As shown in fig. 4b, the difference from the heat dissipation assembly 100 shown in fig. 4a is that: the heat dissipation assembly 100 in fig. 4b has the area of the heat conductive layer 110 larger than the area of the heat absorbing layer 120, and the area of the encapsulation layer 140 larger than the area of the heat absorbing layer 120, and the heat absorbing layer 120 can be wrapped inside, so that the heat absorbing layer 120 is fixed between the heat conductive layer 110 and the encapsulation layer 140, i.e. the heat absorbing layer 120 is in surface contact with the heat conductive layer 110 and can be encapsulated in the encapsulation layer 140. The material, function, and connection of the package layer 140 are the same as or similar to those described above with reference to fig. 4a, and are not described again here.
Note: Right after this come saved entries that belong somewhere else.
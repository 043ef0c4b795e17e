//! Logging with automatic PII redaction for citizen form data
//!
//! Values spoken into a government application form (names, mobile numbers,
//! Aadhaar numbers, PIN codes, email addresses) are personal data. Code that
//! logs them runs the value through a [`PiiRedactor`] first, so log sinks only
//! ever see masked or hash-correlated forms.
//!
//! # Detected Data Types
//!
//! - **Email Addresses**: ramesh@example.com → r***@e***
//! - **Mobile Numbers**: 9876543210 → **********
//! - **Aadhaar Numbers**: 1234 5678 9012 → XXXX-XXXX-9012
//! - **PIN Codes**: 110001 → ******
//! - **Custom Patterns**: Configurable extra patterns
//!
//! With `hash_for_correlation` enabled (the default) each match is replaced by
//! a short SHA-256 digest instead, e.g. `MOBILE[q2Vt1h0cXwA]`, so repeated
//! occurrences of the same value can be correlated without revealing it.
//!
//! # Example
//!
//! ```rust,no_run
//! use logger_redacted::{init_logging, LoggerConfig, PiiRedactor};
//!
//! init_logging(&LoggerConfig::default()).ok();
//!
//! let redactor = PiiRedactor::default();
//! tracing::info!(value = %redactor.redact("9876543210"), "mobile number captured");
//! ```

pub mod redactor;
pub mod config;

pub use redactor::*;
pub use config::*;

use thiserror::Error;
use tracing_subscriber::{
    fmt::{self, time::ChronoUtc},
    layer::SubscriberExt,
    util::SubscriberInitExt,
    EnvFilter,
};

/// Logging setup failure
#[derive(Error, Debug)]
pub enum LoggerError {
    #[error("Tracing initialization failed: {0}")]
    Init(String),
}

/// Install the global tracing subscriber.
///
/// `RUST_LOG` takes precedence over `config.log_level`.
///
/// # Errors
///
/// Returns [`LoggerError::Init`] when a global subscriber is already installed.
pub fn init_logging(config: &LoggerConfig) -> Result<(), LoggerError> {
    let env_filter = EnvFilter::try_from_default_env()
        .unwrap_or_else(|_| EnvFilter::new(config.log_level.as_str()));

    let result = if config.json_output {
        // Structured JSON logging for production
        tracing_subscriber::registry()
            .with(env_filter)
            .with(
                fmt::layer()
                    .with_target(false)
                    .with_timer(ChronoUtc::rfc_3339())
                    .with_ansi(false)
                    .with_writer(std::io::stderr)
                    .json(),
            )
            .try_init()
    } else {
        tracing_subscriber::registry()
            .with(env_filter)
            .with(
                fmt::layer()
                    .with_target(true)
                    .with_timer(ChronoUtc::rfc_3339())
                    .with_writer(std::io::stderr)
                    .compact(),
            )
            .try_init()
    };

    result.map_err(|e| LoggerError::Init(e.to_string()))
}

/// Build the redactor matching a logger configuration.
pub fn redactor_for(config: &LoggerConfig) -> PiiRedactor {
    if config.redaction_enabled {
        PiiRedactor::default()
    } else {
        PiiRedactor::new(RedactionConfig::disabled())
    }
}
use async_trait::async_trait;
use chrono::{DateTime, Utc};
use parking_lot::Mutex;
use serde::{Deserialize, Serialize};
use std::collections::HashMap;
use std::sync::Arc;
use tracing::info;
use uuid::Uuid;

use crate::error::{FormError, FormResult};
use crate::form::{FormState, FormTemplate};
use crate::language::Language;

/// Lifecycle of a stored application
#[derive(Debug, Clone, Copy, PartialEq, Eq, Serialize, Deserialize)]
#[serde(rename_all = "lowercase")]
pub enum SubmissionStatus {
    Draft,
    Submitted,
}

/// Stored application for one scheme
#[derive(Debug, Clone, Serialize, Deserialize)]
pub struct FormSubmission {
    pub id: Uuid,
    pub scheme_id: String,
    /// Form state serialized as a JSON object of field name to value
    pub form_data: String,
    pub language: Language,
    pub status: SubmissionStatus,
    pub created_at: DateTime<Utc>,
    pub updated_at: DateTime<Utc>,
}

/// Fields supplied when a submission is first stored
#[derive(Debug, Clone, Serialize, Deserialize)]
pub struct NewSubmission {
    pub scheme_id: String,
    pub form_data: String,
    pub language: Language,
    pub status: SubmissionStatus,
}

impl FormSubmission {
    fn from_new(new: NewSubmission) -> Self {
        let now = Utc::now();
        Self {
            id: Uuid::new_v4(),
            scheme_id: new.scheme_id,
            form_data: new.form_data,
            language: new.language,
            status: new.status,
            created_at: now,
            updated_at: now,
        }
    }

    /// Decode the stored form data.
    ///
    /// # Errors
    ///
    /// Returns [`FormError::Serialization`] when `form_data` is not a flat JSON object.
    pub fn form_state(&self) -> FormResult<FormState> {
        Ok(FormState::from_json(&self.form_data)?)
    }

    pub fn is_submitted(&self) -> bool {
        self.status == SubmissionStatus::Submitted
    }
}

/// Persistence for form submissions
#[async_trait]
pub trait FormStore: Send + Sync {
    /// Store a new submission and return its id.
    async fn create(&self, submission: NewSubmission) -> FormResult<Uuid>;

    /// Replace the form data and status of an existing submission.
    ///
    /// # Errors
    ///
    /// [`FormError::SubmissionNotFound`] when no submission has that id.
    async fn update(&self, id: Uuid, form_data: String, status: SubmissionStatus) -> FormResult<()>;

    async fn get(&self, id: Uuid) -> FormResult<Option<FormSubmission>>;
}

/// Process-local store, used by the console tool and tests
#[derive(Debug, Default)]
pub struct InMemoryFormStore {
    submissions: Mutex<HashMap<Uuid, FormSubmission>>,
}

impl InMemoryFormStore {
    pub fn new() -> Self {
        Self::default()
    }

    pub fn len(&self) -> usize {
        self.submissions.lock().len()
    }

    pub fn is_empty(&self) -> bool {
        self.submissions.lock().is_empty()
    }
}

#[async_trait]
impl FormStore for InMemoryFormStore {
    async fn create(&self, submission: NewSubmission) -> FormResult<Uuid> {
        let submission = FormSubmission::from_new(submission);
        let id = submission.id;
        self.submissions.lock().insert(id, submission);
        Ok(id)
    }

    async fn update(&self, id: Uuid, form_data: String, status: SubmissionStatus) -> FormResult<()> {
        let mut submissions = self.submissions.lock();
        let existing = submissions.get_mut(&id).ok_or(FormError::SubmissionNotFound(id))?;
        existing.form_data = form_data;
        existing.status = status;
        existing.updated_at = Utc::now();
        Ok(())
    }

    async fn get(&self, id: Uuid) -> FormResult<Option<FormSubmission>> {
        Ok(self.submissions.lock().get(&id).cloned())
    }
}

/// One citizen's application for a scheme, saved as a draft and later submitted
pub struct FormSession {
    scheme_id: String,
    language: Language,
    template: FormTemplate,
    store: Arc<dyn FormStore>,
    submission_id: Option<Uuid>,
}

impl FormSession {
    pub fn new(
        scheme_id: impl Into<String>,
        language: Language,
        template: FormTemplate,
        store: Arc<dyn FormStore>,
    ) -> Self {
        Self {
            scheme_id: scheme_id.into(),
            language,
            template,
            store,
            submission_id: None,
        }
    }

    pub fn scheme_id(&self) -> &str {
        &self.scheme_id
    }

    pub fn submission_id(&self) -> Option<Uuid> {
        self.submission_id
    }

    /// Store the current values as a draft, creating the record on first save.
    ///
    /// Required fields are not checked.
    pub async fn save_draft(&mut self, state: &FormState) -> FormResult<FormSubmission> {
        let saved = self.persist(state, SubmissionStatus::Draft).await?;
        info!(submission_id = %saved.id, scheme_id = %self.scheme_id, "Draft saved");
        Ok(saved)
    }

    /// Submit the application.
    ///
    /// # Errors
    ///
    /// [`FormError::MissingRequired`] listing every required field without a
    /// value; nothing is stored in that case.
    pub async fn submit(&mut self, state: &FormState) -> FormResult<FormSubmission> {
        let missing = self.template.missing_required(state);
        if !missing.is_empty() {
            return Err(FormError::MissingRequired(missing));
        }

        let saved = self.persist(state, SubmissionStatus::Submitted).await?;
        info!(submission_id = %saved.id, scheme_id = %self.scheme_id, "Application submitted");
        Ok(saved)
    }

    async fn persist(&mut self, state: &FormState, status: SubmissionStatus) -> FormResult<FormSubmission> {
        let form_data = state.to_json()?;

        let id = match self.submission_id {
            Some(id) => {
                self.store.update(id, form_data, status).await?;
                id
            }
            None => {
                let id = self
                    .store
                    .create(NewSubmission {
                        scheme_id: self.scheme_id.clone(),
                        form_data,
                        language: self.language,
                        status,
                    })
                    .await?;
                self.submission_id = Some(id);
                id
            }
        };

        self.store.get(id).await?.ok_or(FormError::SubmissionNotFound(id))
    }
}

#[cfg(test)]
mod tests {
    use super::*;

    fn session() -> (FormSession, Arc<InMemoryFormStore>) {
        let store = Arc::new(InMemoryFormStore::new());
        let session = FormSession::new(
            "pm-kisan",
            Language::Hindi,
            FormTemplate::standard_application(),
            store.clone(),
        );
        (session, store)
    }

    #[tokio::test]
    async fn test_draft_is_created_then_updated() {
        let (mut session, store) = session();
        let mut state = FormState::new();
        state.set("fullName", "Sita Devi");

        let first = session.save_draft(&state).await.unwrap();
        assert_eq!(first.status, SubmissionStatus::Draft);
        assert_eq!(first.language, Language::Hindi);

        state.set("pincode", "110001");
        let second = session.save_draft(&state).await.unwrap();

        assert_eq!(first.id, second.id);
        assert_eq!(store.len(), 1);
        let stored = store.get(first.id).await.unwrap().unwrap();
        assert_eq!(stored.form_state().unwrap().get("pincode"), Some("110001"));
        assert!(stored.updated_at >= stored.created_at);
    }

    #[tokio::test]
    async fn test_submit_rejects_missing_required() {
        let (mut session, store) = session();
        let mut state = FormState::new();
        state.set("fullName", "Sita Devi");
        state.set("state", "   ");

        match session.submit(&state).await {
            Err(FormError::MissingRequired(missing)) => {
                assert!(missing.contains(&"state".to_string()));
                assert!(missing.contains(&"mobileNumber".to_string()));
                assert!(!missing.contains(&"fullName".to_string()));
                assert!(!missing.contains(&"email".to_string()));
            }
            other => panic!("expected MissingRequired, got {other:?}"),
        }
        assert!(store.is_empty());
    }

    #[tokio::test]
    async fn test_update_unknown_submission() {
        let store = InMemoryFormStore::new();
        let id = Uuid::new_v4();
        assert!(matches!(
            store.update(id, "{}".to_string(), SubmissionStatus::Draft).await,
            Err(FormError::SubmissionNotFound(missing)) if missing == id
        ));
    }

    #[tokio::test]
    async fn test_draft_then_submit_keeps_record() {
        let (mut session, store) = session();
        let mut state = FormState::new();
        state.set("fullName", "Sita Devi");
        let draft = session.save_draft(&state).await.unwrap();

        for name in ["fatherName", "mobileNumber", "dob", "annualIncome", "address", "state", "district", "pincode"] {
            state.set(name, "x");
        }
        let submitted = session.submit(&state).await.unwrap();

        assert_eq!(submitted.id, draft.id);
        assert!(submitted.is_submitted());
        assert_eq!(submitted.created_at, draft.created_at);
        assert_eq!(store.len(), 1);
    }

    #[test]
    fn test_status_serialization() {
        assert_eq!(serde_json::to_string(&SubmissionStatus::Submitted).unwrap(), "\"submitted\"");
    }
}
While the heat dissipation assembly including the heat conductive layer, the heat absorbing layer, and the encapsulation layer according to the present disclosure is exemplarily described above with reference to fig. 4a and 4b, it will be understood by those skilled in the art in light of the teachings of the present disclosure that the heat dissipation assembly according to the present disclosure may further include a fixing layer, which will be exemplarily described below with reference to fig. 4 c.
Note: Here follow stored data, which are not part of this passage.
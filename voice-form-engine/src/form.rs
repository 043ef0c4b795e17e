use serde::{Deserialize, Serialize};
use std::collections::BTreeMap;
use std::fmt;

/// Declared input type of a form field
#[derive(Debug, Clone, Copy, PartialEq, Eq, Hash, Serialize, Deserialize)]
#[serde(rename_all = "lowercase")]
pub enum FieldType {
    Text,
    Tel,
    Number,
    Email,
    Date,
    Textarea,
    Select,
}

impl fmt::Display for FieldType {
    fn fmt(&self, f: &mut fmt::Formatter<'_>) -> fmt::Result {
        let name = match self {
            FieldType::Text => "text",
            FieldType::Tel => "tel",
            FieldType::Number => "number",
            FieldType::Email => "email",
            FieldType::Date => "date",
            FieldType::Textarea => "textarea",
            FieldType::Select => "select",
        };
        f.write_str(name)
    }
}

/// Static metadata for one form field
#[derive(Debug, Clone, PartialEq, Eq, Serialize, Deserialize)]
pub struct FieldDescriptor {
    pub name: String,
    #[serde(rename = "type")]
    pub field_type: FieldType,
    pub required: bool,
}

impl FieldDescriptor {
    pub fn new(name: impl Into<String>, field_type: FieldType, required: bool) -> Self {
        Self {
            name: name.into(),
            field_type,
            required,
        }
    }
}

/// Ordered set of field descriptors making up one application form
#[derive(Debug, Clone, PartialEq, Eq, Serialize, Deserialize)]
pub struct FormTemplate {
    fields: Vec<FieldDescriptor>,
}

impl FormTemplate {
    pub fn new(fields: Vec<FieldDescriptor>) -> Self {
        Self { fields }
    }

    /// The citizen application form shared by the scheme pages.
    ///
    /// The PIN code is spoken digit by digit, so it takes the number route
    /// even though it is displayed as a plain text box.
    pub fn standard_application() -> Self {
        Self::new(vec![
            FieldDescriptor::new("fullName", FieldType::Text, true),
            FieldDescriptor::new("fatherName", FieldType::Text, true),
            FieldDescriptor::new("mobileNumber", FieldType::Tel, true),
            FieldDescriptor::new("email", FieldType::Email, false),
            FieldDescriptor::new("dob", FieldType::Date, true),
            FieldDescriptor::new("annualIncome", FieldType::Number, true),
            FieldDescriptor::new("address", FieldType::Textarea, true),
            FieldDescriptor::new("state", FieldType::Select, true),
            FieldDescriptor::new("district", FieldType::Text, true),
            FieldDescriptor::new("pincode", FieldType::Number, true),
        ])
    }

    pub fn fields(&self) -> &[FieldDescriptor] {
        &self.fields
    }

    pub fn field(&self, name: &str) -> Option<&FieldDescriptor> {
        self.fields.iter().find(|f| f.name == name)
    }

    pub fn progress(&self, state: &FormState) -> Progress {
        Progress::of(&self.fields, state)
    }

    /// Names of required fields that are still blank.
    pub fn missing_required(&self, state: &FormState) -> Vec<String> {
        self.fields
            .iter()
            .filter(|f| f.required && !state.is_filled(&f.name))
            .map(|f| f.name.clone())
            .collect()
    }
}

/// Current value of every touched field, keyed by field name.
#[derive(Debug, Clone, Default, PartialEq, Eq, Serialize, Deserialize)]
#[serde(transparent)]
pub struct FormState {
    values: BTreeMap<String, String>,
}

impl FormState {
    pub fn new() -> Self {
        Self::default()
    }

    pub fn get(&self, name: &str) -> Option<&str> {
        self.values.get(name).map(String::as_str)
    }

    pub fn set(&mut self, name: impl Into<String>, value: impl Into<String>) {
        self.values.insert(name.into(), value.into());
    }

    pub fn clear(&mut self, name: &str) {
        self.values.remove(name);
    }

    /// Non-empty after trimming.
    pub fn is_filled(&self, name: &str) -> bool {
        self.get(name).is_some_and(|v| !v.trim().is_empty())
    }

    pub fn values(&self) -> &BTreeMap<String, String> {
        &self.values
    }

    /// JSON object of field values, the `form_data` of a submission.
    ///
    /// # Errors
    ///
    /// Propagates `serde_json` serialization failures.
    pub fn to_json(&self) -> serde_json::Result<String> {
        serde_json::to_string(&self.values)
    }

    /// # Errors
    ///
    /// Fails when `json` is not an object of string values.
    pub fn from_json(json: &str) -> serde_json::Result<Self> {
        Ok(Self {
            values: serde_json::from_str(json)?,
        })
    }
}

/// Completed-field count over a field list
#[derive(Debug, Clone, Copy, PartialEq, Eq, Serialize, Deserialize)]
pub struct Progress {
    pub completed: usize,
    pub total: usize,
}

impl Progress {
    pub fn of(fields: &[FieldDescriptor], state: &FormState) -> Self {
        Self {
            completed: fields.iter().filter(|f| state.is_filled(&f.name)).count(),
            total: fields.len(),
        }
    }

    /// Completed over total; 0 for an empty field list.
    #[allow(clippy::cast_precision_loss)]
    pub fn ratio(&self) -> f64 {
        if self.total == 0 {
            0.0
        } else {
            self.completed as f64 / self.total as f64
        }
    }

    pub fn percentage(&self) -> f64 {
        self.ratio() * 100.0
    }

    pub fn is_complete(&self) -> bool {
        self.total > 0 && self.completed == self.total
    }
}

/// Share of `fields` whose value in `state` is non-blank.
pub fn completion_ratio(fields: &[FieldDescriptor], state: &FormState) -> f64 {
    Progress::of(fields, state).ratio()
}

#[cfg(test)]
mod tests {
    use super::*;

    #[test]
    fn test_standard_application_layout() {
        let template = FormTemplate::standard_application();
        assert_eq!(template.fields().len(), 10);
        assert_eq!(template.field("mobileNumber").map(|f| f.field_type), Some(FieldType::Tel));
        assert_eq!(template.field("pincode").map(|f| f.field_type), Some(FieldType::Number));
        assert_eq!(template.field("state").map(|f| f.field_type), Some(FieldType::Select));
        assert_eq!(template.field("email").map(|f| f.required), Some(false));
        assert!(template.field("aadhaar").is_none());
    }

    #[test]
    fn test_completion_ratio_ignores_blank_values() {
        let template = FormTemplate::standard_application();
        let mut state = FormState::new();
        state.set("fullName", "Sita Devi");
        state.set("fatherName", "   ");
        state.set("unrelated", "ignored");

        let progress = template.progress(&state);
        assert_eq!(progress, Progress { completed: 1, total: 10 });
        assert!((completion_ratio(template.fields(), &state) - 0.1).abs() < f64::EPSILON);
        assert!((progress.percentage() - 10.0).abs() < 1e-9);
    }

    #[test]
    fn test_empty_template_has_zero_ratio() {
        let progress = Progress::of(&[], &FormState::new());
        assert_eq!(progress.ratio(), 0.0);
        assert!(!progress.is_complete());
    }

    #[test]
    fn test_missing_required_skips_optional() {
        let template = FormTemplate::standard_application();
        let mut state = FormState::new();
        for field in template.fields() {
            state.set(field.name.clone(), "x");
        }
        state.clear("email");
        state.set("pincode", "");
        assert_eq!(template.missing_required(&state), vec!["pincode".to_string()]);
    }

    #[test]
    fn test_form_state_json_is_flat_object() {
        let mut state = FormState::new();
        state.set("fullName", "Sita Devi");
        state.set("pincode", "110001");
        let json = state.to_json().unwrap();
        assert_eq!(json, r#"{"fullName":"Sita Devi","pincode":"110001"}"#);
        assert_eq!(FormState::from_json(&json).unwrap(), state);
    }

    #[test]
    fn test_field_descriptor_serde_uses_type_key() {
        let field = FieldDescriptor::new("dob", FieldType::Date, true);
        let json = serde_json::to_value(&field).unwrap();
        assert_eq!(json["type"], "date");
    }
}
As shown in fig. 4c, a heat dissipation assembly 100 is provided, which may include a fixing layer 130, a thermal conductive layer 110, a heat absorbing layer 120, and an encapsulation layer 140, wherein the fixing layer 130 may be disposed on the thermal conductive layer 110 and may be used to fix the entire heat dissipation assembly 100 to a heat source, the thermal conductive layer 110 may be used to transfer heat dissipated (e.g., periodically or intermittently dissipated) by the heat source, the heat absorbing layer 120 may be disposed between the thermal conductive layer 110 and the encapsulation layer 140 and may be used to absorb heat transferred by the thermal conductive layer 110, and the layers may be connected by gluing, mechanical pressing, or the like. The shapes, materials, and connection manners of the fixing layer 130, the thermal conductive layer 110, the heat absorbing layer 120, and the package layer 140 are described in detail above, and will not be described again.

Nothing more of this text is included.